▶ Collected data
[Start of section]

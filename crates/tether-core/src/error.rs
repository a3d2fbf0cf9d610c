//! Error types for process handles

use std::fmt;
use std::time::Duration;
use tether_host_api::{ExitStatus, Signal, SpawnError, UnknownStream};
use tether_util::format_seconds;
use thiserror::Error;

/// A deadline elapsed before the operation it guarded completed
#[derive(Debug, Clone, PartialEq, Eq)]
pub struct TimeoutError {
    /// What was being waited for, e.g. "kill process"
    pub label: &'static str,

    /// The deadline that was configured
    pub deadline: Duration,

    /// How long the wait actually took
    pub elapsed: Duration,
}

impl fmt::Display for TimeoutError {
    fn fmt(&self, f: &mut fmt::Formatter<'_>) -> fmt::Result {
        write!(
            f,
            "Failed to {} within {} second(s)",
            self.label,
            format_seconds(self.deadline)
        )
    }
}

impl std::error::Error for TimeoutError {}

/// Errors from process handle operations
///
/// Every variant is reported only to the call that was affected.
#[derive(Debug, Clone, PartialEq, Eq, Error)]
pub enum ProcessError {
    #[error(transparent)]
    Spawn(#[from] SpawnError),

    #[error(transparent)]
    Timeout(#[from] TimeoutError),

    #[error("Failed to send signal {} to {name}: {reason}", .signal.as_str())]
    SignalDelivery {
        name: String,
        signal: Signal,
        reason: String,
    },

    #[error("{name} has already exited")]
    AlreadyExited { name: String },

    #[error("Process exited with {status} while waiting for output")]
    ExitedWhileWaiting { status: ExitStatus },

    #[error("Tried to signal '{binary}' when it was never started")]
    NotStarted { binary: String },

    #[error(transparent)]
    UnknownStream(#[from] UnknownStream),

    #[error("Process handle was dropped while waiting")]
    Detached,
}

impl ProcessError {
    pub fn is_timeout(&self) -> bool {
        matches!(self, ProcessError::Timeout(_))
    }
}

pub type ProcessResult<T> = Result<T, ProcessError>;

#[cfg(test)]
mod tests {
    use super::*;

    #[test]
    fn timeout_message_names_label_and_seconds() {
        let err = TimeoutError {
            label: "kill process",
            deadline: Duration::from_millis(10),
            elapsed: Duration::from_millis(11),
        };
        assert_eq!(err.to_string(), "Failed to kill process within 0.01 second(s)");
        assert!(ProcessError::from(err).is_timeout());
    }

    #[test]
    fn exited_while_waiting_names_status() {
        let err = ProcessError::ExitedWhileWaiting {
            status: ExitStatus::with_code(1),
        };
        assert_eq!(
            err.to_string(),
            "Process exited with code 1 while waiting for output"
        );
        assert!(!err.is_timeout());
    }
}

[End of section]
[Start of section]

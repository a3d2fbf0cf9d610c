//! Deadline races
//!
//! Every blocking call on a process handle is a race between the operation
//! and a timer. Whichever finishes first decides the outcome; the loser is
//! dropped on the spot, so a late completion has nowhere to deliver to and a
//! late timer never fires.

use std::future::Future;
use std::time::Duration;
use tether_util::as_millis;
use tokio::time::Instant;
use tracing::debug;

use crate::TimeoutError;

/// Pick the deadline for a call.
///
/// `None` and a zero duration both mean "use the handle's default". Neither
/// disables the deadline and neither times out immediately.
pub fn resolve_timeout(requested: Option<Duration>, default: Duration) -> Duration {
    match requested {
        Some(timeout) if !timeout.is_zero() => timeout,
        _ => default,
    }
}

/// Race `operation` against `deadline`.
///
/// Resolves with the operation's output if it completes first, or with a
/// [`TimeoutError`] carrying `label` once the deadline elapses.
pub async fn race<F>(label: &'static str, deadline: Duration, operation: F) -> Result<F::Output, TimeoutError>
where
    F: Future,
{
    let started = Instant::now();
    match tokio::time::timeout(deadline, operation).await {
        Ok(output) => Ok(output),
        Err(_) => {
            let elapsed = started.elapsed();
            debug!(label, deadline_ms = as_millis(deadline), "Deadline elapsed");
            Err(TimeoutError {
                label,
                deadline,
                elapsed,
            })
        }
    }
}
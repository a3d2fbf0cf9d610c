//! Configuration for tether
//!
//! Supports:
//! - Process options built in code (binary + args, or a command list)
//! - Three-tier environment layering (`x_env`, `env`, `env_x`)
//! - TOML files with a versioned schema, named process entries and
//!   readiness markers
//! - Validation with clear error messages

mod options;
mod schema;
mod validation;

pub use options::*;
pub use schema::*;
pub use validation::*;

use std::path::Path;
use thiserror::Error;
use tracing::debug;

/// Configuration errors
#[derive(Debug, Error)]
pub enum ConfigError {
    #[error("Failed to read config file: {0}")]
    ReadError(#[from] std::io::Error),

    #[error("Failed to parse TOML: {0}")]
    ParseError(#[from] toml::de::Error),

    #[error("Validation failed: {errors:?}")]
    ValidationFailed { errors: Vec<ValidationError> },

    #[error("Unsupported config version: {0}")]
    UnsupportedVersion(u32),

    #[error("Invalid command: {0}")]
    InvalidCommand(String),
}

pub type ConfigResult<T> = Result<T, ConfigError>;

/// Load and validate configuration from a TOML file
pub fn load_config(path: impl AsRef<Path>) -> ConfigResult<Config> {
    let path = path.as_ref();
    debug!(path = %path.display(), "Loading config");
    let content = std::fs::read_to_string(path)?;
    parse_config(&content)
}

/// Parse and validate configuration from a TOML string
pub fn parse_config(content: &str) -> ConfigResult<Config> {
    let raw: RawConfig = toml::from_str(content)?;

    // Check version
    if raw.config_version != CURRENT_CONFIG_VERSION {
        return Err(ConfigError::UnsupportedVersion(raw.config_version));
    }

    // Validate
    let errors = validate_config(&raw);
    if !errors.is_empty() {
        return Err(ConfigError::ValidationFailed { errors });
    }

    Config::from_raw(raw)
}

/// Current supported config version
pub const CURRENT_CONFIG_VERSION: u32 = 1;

[End of section]

▶ Task item
Only the lines above from the one with "filename crates/tether-core/src/error.rs" up to and including the one with "impl fmt::Display for" should be repeated, exactly as written.

▶ Response
filename crates/tether-core/src/error.rs
repository a3d2fbf0cf9d610c
//! Error types for process handles

use std::fmt;
use std::time::Duration;
use tether_host_api::{ExitStatus, Signal, SpawnError, UnknownStream};
use tether_util::format_seconds;
use thiserror::Error;

/// A deadline elapsed before the operation it guarded completed
#[derive(Debug, Clone, PartialEq, Eq)]
pub struct TimeoutError {
    /// What was being waited for, e.g. "kill process"
    pub label: &'static str,

    /// The deadline that was configured
    pub deadline: Duration,

    /// How long the wait actually took
    pub elapsed: Duration,
}

impl fmt::Display for TimeoutError {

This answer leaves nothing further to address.